Work task: Scan the entries for "spends". Every line that holds it is to be copied.

Data for this exercise:
*** Begin section ***
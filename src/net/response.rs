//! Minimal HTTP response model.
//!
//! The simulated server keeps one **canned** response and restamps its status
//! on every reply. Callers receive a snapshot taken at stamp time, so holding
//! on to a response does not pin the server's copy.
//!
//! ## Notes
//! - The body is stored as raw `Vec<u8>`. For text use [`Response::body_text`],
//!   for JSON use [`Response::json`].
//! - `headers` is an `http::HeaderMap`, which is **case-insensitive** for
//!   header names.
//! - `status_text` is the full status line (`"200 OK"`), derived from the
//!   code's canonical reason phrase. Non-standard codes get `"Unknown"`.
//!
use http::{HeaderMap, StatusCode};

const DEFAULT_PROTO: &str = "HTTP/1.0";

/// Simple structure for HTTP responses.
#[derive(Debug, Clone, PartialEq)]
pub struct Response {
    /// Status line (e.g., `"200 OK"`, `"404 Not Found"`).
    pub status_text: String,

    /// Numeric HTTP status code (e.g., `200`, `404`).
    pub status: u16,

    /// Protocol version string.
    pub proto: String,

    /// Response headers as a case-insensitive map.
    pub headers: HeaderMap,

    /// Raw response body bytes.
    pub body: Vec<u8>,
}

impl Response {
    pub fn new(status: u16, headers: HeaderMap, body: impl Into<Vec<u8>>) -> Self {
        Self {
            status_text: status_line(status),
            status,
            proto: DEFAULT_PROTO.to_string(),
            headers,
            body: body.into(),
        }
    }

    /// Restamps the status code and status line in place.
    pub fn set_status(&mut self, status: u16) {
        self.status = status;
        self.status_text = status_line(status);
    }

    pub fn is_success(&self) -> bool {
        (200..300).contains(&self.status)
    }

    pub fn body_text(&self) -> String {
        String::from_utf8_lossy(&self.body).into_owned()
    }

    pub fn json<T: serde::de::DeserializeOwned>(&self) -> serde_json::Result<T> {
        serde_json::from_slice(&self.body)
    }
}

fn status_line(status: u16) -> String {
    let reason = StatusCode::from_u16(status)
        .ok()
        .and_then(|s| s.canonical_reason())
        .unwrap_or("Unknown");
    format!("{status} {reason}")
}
*** End section ***
*** Begin section ***
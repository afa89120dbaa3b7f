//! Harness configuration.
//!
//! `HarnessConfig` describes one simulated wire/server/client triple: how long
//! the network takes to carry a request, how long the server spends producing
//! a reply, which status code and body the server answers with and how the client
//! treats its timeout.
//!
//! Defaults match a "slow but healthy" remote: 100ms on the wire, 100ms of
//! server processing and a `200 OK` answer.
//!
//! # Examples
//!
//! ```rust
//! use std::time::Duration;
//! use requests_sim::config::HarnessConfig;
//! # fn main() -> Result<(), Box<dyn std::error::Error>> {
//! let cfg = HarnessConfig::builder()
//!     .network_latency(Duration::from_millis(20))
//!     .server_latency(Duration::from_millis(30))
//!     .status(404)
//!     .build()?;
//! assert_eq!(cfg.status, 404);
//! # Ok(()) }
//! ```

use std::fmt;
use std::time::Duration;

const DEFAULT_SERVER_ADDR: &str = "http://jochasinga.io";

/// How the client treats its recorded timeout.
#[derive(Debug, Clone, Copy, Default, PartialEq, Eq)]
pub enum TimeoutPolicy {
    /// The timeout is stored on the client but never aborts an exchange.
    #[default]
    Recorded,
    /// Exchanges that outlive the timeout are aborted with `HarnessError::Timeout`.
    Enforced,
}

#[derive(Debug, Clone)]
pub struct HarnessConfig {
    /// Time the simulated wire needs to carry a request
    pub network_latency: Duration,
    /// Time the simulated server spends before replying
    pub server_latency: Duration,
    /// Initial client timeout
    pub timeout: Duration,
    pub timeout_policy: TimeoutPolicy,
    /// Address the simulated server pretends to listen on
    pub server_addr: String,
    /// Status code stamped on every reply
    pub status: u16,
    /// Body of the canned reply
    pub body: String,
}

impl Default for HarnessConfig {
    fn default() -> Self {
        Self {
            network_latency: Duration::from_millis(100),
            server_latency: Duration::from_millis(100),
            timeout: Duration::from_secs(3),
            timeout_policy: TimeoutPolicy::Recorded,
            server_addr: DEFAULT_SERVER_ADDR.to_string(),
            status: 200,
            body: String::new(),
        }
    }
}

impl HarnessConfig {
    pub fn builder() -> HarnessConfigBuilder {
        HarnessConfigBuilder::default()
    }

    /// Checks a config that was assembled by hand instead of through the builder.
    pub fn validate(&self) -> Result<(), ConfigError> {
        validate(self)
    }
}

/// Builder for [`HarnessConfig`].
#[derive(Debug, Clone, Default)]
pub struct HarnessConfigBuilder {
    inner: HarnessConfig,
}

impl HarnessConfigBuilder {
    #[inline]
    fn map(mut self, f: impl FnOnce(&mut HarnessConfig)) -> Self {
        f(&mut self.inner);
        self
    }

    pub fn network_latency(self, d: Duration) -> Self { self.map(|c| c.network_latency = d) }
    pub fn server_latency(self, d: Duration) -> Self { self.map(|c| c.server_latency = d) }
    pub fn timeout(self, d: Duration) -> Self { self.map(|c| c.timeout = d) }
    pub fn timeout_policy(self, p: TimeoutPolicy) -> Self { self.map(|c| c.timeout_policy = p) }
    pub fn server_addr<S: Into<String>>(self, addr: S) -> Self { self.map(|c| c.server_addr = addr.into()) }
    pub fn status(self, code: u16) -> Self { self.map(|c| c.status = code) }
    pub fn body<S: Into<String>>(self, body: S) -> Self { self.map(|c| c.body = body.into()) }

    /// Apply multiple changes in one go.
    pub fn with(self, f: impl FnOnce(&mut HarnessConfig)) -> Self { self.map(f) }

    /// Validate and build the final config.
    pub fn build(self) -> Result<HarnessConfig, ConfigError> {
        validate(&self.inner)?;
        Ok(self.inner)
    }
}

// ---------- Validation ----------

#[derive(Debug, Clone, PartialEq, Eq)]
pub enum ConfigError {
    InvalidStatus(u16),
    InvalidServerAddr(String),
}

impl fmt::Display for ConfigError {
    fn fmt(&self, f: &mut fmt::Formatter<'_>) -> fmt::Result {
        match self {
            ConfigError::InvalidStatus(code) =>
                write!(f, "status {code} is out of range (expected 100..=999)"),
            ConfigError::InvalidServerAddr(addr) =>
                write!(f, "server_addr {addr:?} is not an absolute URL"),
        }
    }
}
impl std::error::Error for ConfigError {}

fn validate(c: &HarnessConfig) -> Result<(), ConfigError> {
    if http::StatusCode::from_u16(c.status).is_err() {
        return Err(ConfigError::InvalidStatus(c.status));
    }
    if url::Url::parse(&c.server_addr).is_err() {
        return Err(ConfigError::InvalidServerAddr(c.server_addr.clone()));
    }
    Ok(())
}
*** End section ***
Exercise solution:
//! the network takes to carry a request, how long the server spends producing
    /// Time the simulated server spends before replying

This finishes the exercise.